To assess the significance of GABAA-receptor heterogeneity, which is based
on a family of at least 15 subunits, the cellular localization and subunit
composition of GABAA-receptor subtypes were analyzed immunohistochemically
in the rat spinal cord. The distribution of subunits alpha 1, alpha 2,
alpha 3, alpha 5, beta 2,3, and gamma 2 was investigated with
subunit-specific antibodies, and their colocalization within individual
neurons was visualized by double-immunofluorescence staining.
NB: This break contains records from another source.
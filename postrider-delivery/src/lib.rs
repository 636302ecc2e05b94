//! The delivery back end of the relay.
//!
//! Couples the durable queue to the upstream through rate-limited worker
//! loops: the [`Dispatcher`] leases due records, invokes a [`Transport`],
//! and applies the [`RetryPolicy`] to classified failures.

pub mod dispatcher;
pub mod error;
pub mod policy;
pub mod rate_limiter;
pub mod transport;

pub use dispatcher::{DeliveryConfig, Dispatcher};
pub use error::{DeliveryError, PermanentError, TemporaryError};
pub use policy::{Backoff, RetryDecision, RetryPolicy};
pub use rate_limiter::{RateLimitConfig, RateLimiter};
pub use transport::Transport;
The results
reveal a widespread expression of the subunits, alpha 3, beta 2,3, and
gamma 2 in the spinal cord, whereas the three other alpha subunits
displayed a more restricted, lamina-specific distribution. The alpha 1 and
alpha 5 subunits were most abundant in the intermediate zone, whereas the
alpha 2 subunit was predominant in the superficial layers of the dorsal
horn and in somatic and preganglionic motoneurons. From colocalization
studies, seven subunit combinations could be identified (alpha 3/beta
2,3/gamma 2; alpha 2/beta 2,3/gamma 2; alpha 1/beta 2,3/gamma 2; alpha
5/beta 2,3/gamma 2; alpha 1/alpha 5/beta 2,3/gamma 2; alpha 2/gamma 2;
alpha 2/alpha 5/gamma 2) that correspond presumably to distinct receptor
subtypes. Although most neurons expressed the subunit triplet alpha x/beta
2,3/gamma 2, the beta 2,3 subunits could not be detected in motoneurons
that may thus possess "atypical" receptor subtypes (alpha 2/gamma 2 and
alpha 2/alpha 5/gamma 2). ON the subcellular level, aggregates of
immunoreactivity, suggestive of postsynaptic GABAA receptors, typically
were seen on the surface of neuronal somata and proximal dendrites. In
addition, an intense diffuse staining was observed in laminae I--III for
the subunits alpha 2, alpha 3, beta 2,3, and gamma 2, presumably localized
on primary afferent terminals. The localization of GABAA- receptor subtypes
in distinct laminar compartments of the spinal cord suggests that
GABAA-receptor heterogeneity is of relevance for the modulation of sensory
inputs, nociception, and motor control at segmental levels.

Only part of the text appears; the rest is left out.